Kickstarter – a New Model for Indie Publishing

Kickstarter is a website for ‘funding and following creativity’. I’d never actually given the site much attention (even if I knew of one or two projects, by acquaintances, funded through the site) until – well, two days ago I stumbled onto a discussion on Kickstarter’s growing influence in the independent book world, and everyone seemed pretty positive about the service. So I decided to check it out.

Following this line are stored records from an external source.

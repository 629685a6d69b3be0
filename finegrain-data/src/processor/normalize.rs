use crate::common::*;

pub const IMAGENET_DEFAULT_MEAN: [f32; 3] = [0.485, 0.456, 0.406];
pub const IMAGENET_DEFAULT_STD: [f32; 3] = [0.229, 0.224, 0.225];
pub const IMAGENET_INCEPTION_MEAN: [f32; 3] = [0.5, 0.5, 0.5];
pub const IMAGENET_INCEPTION_STD: [f32; 3] = [0.5, 0.5, 0.5];

/// Convert an image to a channel-first tensor with values in `[0, 1]`.
pub fn to_tensor(image: &RgbImage) -> Array3<f32> {
    let (width, height) = image.dimensions();
    Array3::from_shape_fn(
        (3, height as usize, width as usize),
        |(channel, y, x)| image.get_pixel(x as u32, y as u32).0[channel] as f32 / 255.0,
    )
}

/// Per-channel `(value - mean) / std`.
#[derive(Debug, Clone, PartialEq)]
pub struct Normalize {
    mean: [f32; 3],
    std: [f32; 3],
}

impl Normalize {
    pub fn new(mean: [f32; 3], std: [f32; 3]) -> Result<Self> {
        ensure!(
            std.iter().all(|&std| std > 0.0),
            "normalization std must be positive, but get {:?}",
            std
        );
        Ok(Self { mean, std })
    }

    pub fn mean(&self) -> [f32; 3] {
        self.mean
    }

    pub fn std(&self) -> [f32; 3] {
        self.std
    }

    pub fn forward(&self, mut tensor: Array3<f32>) -> Array3<f32> {
        tensor
            .axis_iter_mut(Axis(0))
            .zip(self.mean.iter().zip(self.std.iter()))
            .for_each(|(mut channel, (&mean, &std))| {
                channel.mapv_inplace(|value| (value - mean) / std);
            });
        tensor
    }
}

impl Display for Normalize {
    fn fmt(&self, f: &mut fmt::Formatter<'_>) -> fmt::Result {
        write!(f, "Normalize(mean={:?}, std={:?})", self.mean, self.std)
    }
}

#[cfg(test)]
mod tests {
    use super::*;
    use approx::assert_abs_diff_eq;

    #[test]
    fn channel_first_tensor() {
        let image = RgbImage::from_fn(3, 2, |x, y| Rgb([255, (x * 10) as u8, (y * 51) as u8]));
        let tensor = to_tensor(&image);
        assert_eq!(tensor.dim(), (3, 2, 3));
        assert_abs_diff_eq!(tensor[[0, 1, 2]], 1.0);
        assert_abs_diff_eq!(tensor[[1, 0, 2]], 20.0 / 255.0);
        assert_abs_diff_eq!(tensor[[2, 1, 0]], 0.2);
    }

    #[test]
    fn normalize_per_channel() -> Result<()> {
        let normalize = Normalize::new(IMAGENET_INCEPTION_MEAN, IMAGENET_INCEPTION_STD)?;
        let tensor = normalize.forward(Array3::from_elem((3, 2, 2), 1.0));
        assert!(tensor.iter().all(|&value| (value - 1.0).abs() < 1e-6));

        assert!(Normalize::new([0.0; 3], [0.2, 0.0, 0.2]).is_err());
        Ok(())
    }
}
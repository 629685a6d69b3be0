use super::*;
use crate::{common::*, processor::TransformPipeline};

/// The indexed collection of images filtered by split membership.
#[derive(Debug)]
pub struct ImageCollection {
    root: PathBuf,
    classes: IndexSet<String>,
    records: Vec<Arc<ImageRecord>>,
    transform: Arc<TransformPipeline>,
}

impl ImageCollection {
    /// Scan the source and keep the records of the requested split.
    ///
    /// The scan runs on a blocking thread and completes before the
    /// collection is returned.
    pub async fn load<S>(source: S, transform: Arc<TransformPipeline>) -> Result<Self>
    where
        S: 'static + RecordSource,
    {
        tokio::task::spawn_blocking(move || Self::from_source(&source, transform)).await?
    }

    /// Scan the source on the current thread.
    pub fn from_source<S>(source: &S, transform: Arc<TransformPipeline>) -> Result<Self>
    where
        S: RecordSource + ?Sized,
    {
        let root = source.root().to_owned();
        let RecordList { classes, records } = source.list_records()?;

        let records: Vec<_> = records
            .into_iter()
            .map(|record| -> Result<_> {
                let keep = source.resolve_split(&record.key)?;
                Ok(keep.then(|| Arc::new(record)))
            })
            .filter_map(|result| result.transpose())
            .try_collect()?;

        if !source.allow_empty_classes() {
            let mut counts = vec![0usize; classes.len()];
            records.iter().for_each(|record| counts[record.label] += 1);

            let empty_classes: Vec<_> = classes
                .iter()
                .zip(counts)
                .filter(|(_, count)| *count == 0)
                .map(|(name, _)| name.as_str())
                .collect();

            ensure!(
                empty_classes.is_empty(),
                "found no valid file for the classes {} in '{}'",
                empty_classes.join(", "),
                root.display()
            );
        }

        info!(
            "loaded {} images of {} classes from '{}'",
            records.len(),
            classes.len(),
            root.display()
        );

        Ok(Self {
            root,
            classes,
            records,
            transform,
        })
    }

    pub fn root(&self) -> &Path {
        &self.root
    }

    /// The class names in label order.
    pub fn classes(&self) -> &IndexSet<String> {
        &self.classes
    }

    /// The mapping from class name to label.
    pub fn class_to_idx(&self) -> IndexMap<String, usize> {
        self.classes
            .iter()
            .enumerate()
            .map(|(index, name)| (name.clone(), index))
            .collect()
    }

    pub fn transform(&self) -> &Arc<TransformPipeline> {
        &self.transform
    }
}

impl GenericDataset for ImageCollection {
    fn num_classes(&self) -> usize {
        self.classes.len()
    }

    fn class_name(&self, label: usize) -> Option<&str> {
        self.classes.get_index(label).map(String::as_str)
    }
}

impl FileDataset for ImageCollection {
    fn records(&self) -> &[Arc<ImageRecord>] {
        &self.records
    }
}

impl RandomAccessDataset for ImageCollection {
    fn num_records(&self) -> usize {
        self.records.len()
    }

    fn label(&self, index: usize) -> Option<usize> {
        Some(self.records.get(index)?.label)
    }

    fn nth(&self, index: usize) -> Pin<Box<dyn Future<Output = Result<DataRecord>> + Send>> {
        let record = self.records.get(index).cloned();
        let transform = self.transform.clone();

        Box::pin(async move {
            let record = record.ok_or_else(|| format_err!("invalid index {}", index))?;
            let label = record.label;

            let image = tokio::task::spawn_blocking(move || transform.load(&record.path))
                .await??;

            Ok(DataRecord { image, label })
        })
    }
}
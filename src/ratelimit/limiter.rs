//! Core rate limiter implementation.

use std::future::Future;
use std::sync::Arc;
use std::time::Duration;

use tokio::time::Instant;
use tracing::{debug, error, trace};

use super::key::CountingKey;
use super::policy::Policy;
use crate::error::{Result, TollgateError};
use crate::storage::{Storage, StorageError};

/// Length of the counting window. Every hit pushes the counter's expiration
/// this far into the future.
pub const WINDOW: Duration = Duration::from_secs(1);

/// The rate decision engine.
///
/// Holds an immutable [`Policy`] and a handle to the backing store. All
/// mutable state lives in the store, so a single `RateLimiter` can be shared
/// across any number of tasks.
pub struct RateLimiter {
    storage: Arc<dyn Storage>,
    policy: Policy,
    /// Deadline applied to every decision when the caller provides none
    operation_timeout: Option<Duration>,
}

impl RateLimiter {
    /// Create a new rate limiter over `storage` enforcing `policy`.
    pub fn new(storage: Arc<dyn Storage>, policy: Policy) -> Self {
        Self {
            storage,
            policy,
            operation_timeout: None,
        }
    }

    /// Bound every decision by `timeout` unless the caller supplies an
    /// earlier deadline.
    pub fn with_operation_timeout(mut self, timeout: Duration) -> Self {
        self.operation_timeout = Some(timeout);
        self
    }

    /// The policy this limiter enforces.
    pub fn policy(&self) -> &Policy {
        &self.policy
    }

    /// The backing store.
    pub fn storage(&self) -> &Arc<dyn Storage> {
        &self.storage
    }

    /// Check whether a request from `ip` is allowed.
    pub async fn allow_ip(&self, ip: &str) -> Result<bool> {
        self.allow(&CountingKey::ip(ip), None).await
    }

    /// Check whether a request carrying `token` is allowed.
    ///
    /// Tokens without an override are governed by the default token rule.
    pub async fn allow_token(&self, token: &str) -> Result<bool> {
        self.allow(&CountingKey::token(token), None).await
    }

    /// Like [`RateLimiter::allow_ip`], failing with a storage error if the
    /// decision is not reached by `deadline`.
    pub async fn allow_ip_until(&self, ip: &str, deadline: Instant) -> Result<bool> {
        self.allow(&CountingKey::ip(ip), Some(deadline)).await
    }

    /// Like [`RateLimiter::allow_token`], failing with a storage error if the
    /// decision is not reached by `deadline`.
    pub async fn allow_token_until(&self, token: &str, deadline: Instant) -> Result<bool> {
        self.allow(&CountingKey::token(token), Some(deadline)).await
    }

    /// Decide whether one more request for `key` is allowed.
    ///
    /// Returns `Ok(false)` for a denied request and `Err` when the store could
    /// not be consulted; an error never stands in for either verdict.
    pub async fn allow(&self, key: &CountingKey, deadline: Option<Instant>) -> Result<bool> {
        let deadline = self.effective_deadline(deadline);

        trace!(key = %key, "Checking rate limit");

        // A blocked key is denied without touching its counter.
        let blocked = self
            .bounded("check block", deadline, self.storage.is_blocked(key.as_str()))
            .await?;
        if blocked {
            trace!(key = %key, "Key is blocked");
            return Ok(false);
        }

        let rule = self.policy.rule_for(key.namespace(), key.identity());

        let count = self
            .bounded(
                "increment counter",
                deadline,
                self.storage.increment(key.as_str(), WINDOW),
            )
            .await?;

        if rule.is_exceeded_by(count) {
            self.bounded(
                "set block",
                deadline,
                self.storage.set_block(key.as_str(), rule.block_duration),
            )
            .await?;

            debug!(
                key = %key,
                count = count,
                limit = rule.limit,
                block_duration = ?rule.block_duration,
                "Rate limit exceeded, key blocked"
            );
            return Ok(false);
        }

        Ok(true)
    }

    /// Remaining block duration for `key`, zero if it is not blocked.
    pub async fn remaining_block_duration(&self, key: &CountingKey) -> Result<Duration> {
        let deadline = self.effective_deadline(None);
        self.bounded("read block ttl", deadline, self.storage.ttl(key.as_str()))
            .await
    }

    /// Current request count for `key` in its window.
    pub async fn current_count(&self, key: &CountingKey) -> Result<u64> {
        let deadline = self.effective_deadline(None);
        self.bounded("read counter", deadline, self.storage.get(key.as_str()))
            .await
    }

    fn effective_deadline(&self, requested: Option<Instant>) -> Option<Instant> {
        let configured = self.operation_timeout.map(|timeout| Instant::now() + timeout);
        match (requested, configured) {
            (Some(a), Some(b)) => Some(a.min(b)),
            (a, b) => a.or(b),
        }
    }

    /// Run one storage step under the decision deadline.
    async fn bounded<T, F>(
        &self,
        operation: &'static str,
        deadline: Option<Instant>,
        step: F,
    ) -> Result<T>
    where
        F: Future<Output = std::result::Result<T, StorageError>>,
    {
        let outcome = match deadline {
            Some(deadline) if Instant::now() >= deadline => Err(StorageError::DeadlineExceeded),
            Some(deadline) => tokio::time::timeout_at(deadline, step)
                .await
                .unwrap_or(Err(StorageError::DeadlineExceeded)),
            None => step.await,
        };

        outcome.map_err(|source| {
            error!(operation = operation, error = %source, "Storage operation failed");
            TollgateError::storage(operation, source)
        })
    }
}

Kickstarter’s core idea is simple: you post a creative project to their site, put up a description (and very often: a video), and then you set a series of pledge levels that show to the right of your project page. These levels indicate what backers get in return for specific amounts of money. For instance, this book project promises an autographed copy for $20, an 8×10 print (and book!) for $30, and an acknowledgment (plus doodle and print and book!) for $100.

The genius here is that these pledges happen before your book’s published, with absolutely no risk for all involved. Your book will be funded by the usual crowd of backers: mostly your readers, some fans and perhaps several Kickstarter community members. And if you can’t raise the minimum, your project closes, the page disappears, and nobody need pay up.

Craig Mod's Art Space Tokyo
There have been a number of striking book projects done through Kickstarter. Craig Mod, for instance, has published a run of handcrafted, silkscreened books with Kickstarter fundraising; Robin Sloan (of Snarkmarket fame), managed to get $13,942 to fund the writing of a novel. From his project page:

I’m writing a book: a detective story set halfway between San Francisco and the internet. And the more people who reserve a copy, the better each one will be!

I’m beginning to think that Kickstarter (and websites like it, that I assume will appear in the future) are going to play a prominent role in independent publishing – maybe in one or two years, but certainly for a long time to come. And how can they not? It makes perfect economic sense for both reader and writer. If a writer has to earn the privilege of getting paid for his work, then this model delights in that exchange, and rewards the avid reader. (Imagine: being able to chip in, for your favourite author! How fulfilling! How incredible!)

But I also find it very cool – the very idea that you can help support your favourite writers as they produce and publish good books – books you already love, because you’re reading them online. This idea is wonderful, I think, and brilliant, and so befitting of the kind of closeness the Internet is able to afford its readers; its writers.

Digression: there’s actually a space right now for a service that enables closer reader-writer relationships – the kind of relationships that encourage a ‘you fund me, I’ll make good books for you’ ethos. Current solutions are good, but things can be, and will be, much better, given the right technical backbone. My bet is that Kickstarter has the seed of this in its model. All that remains is to think about this and tease it out a little.

I’ll be looking for a few Kickstarter authors to come write on Novelr in the future – in particular the ones who have successfully funded the publication (and sometimes even the writing) of their books. In the meantime, I’d recommend that you consider Kickstarter for funding. And maybe not for large, $10,000 runs, but it seems perfectly fair to begin with a small print of carefully-bound books, shipped to a loyal pool of delighted readers.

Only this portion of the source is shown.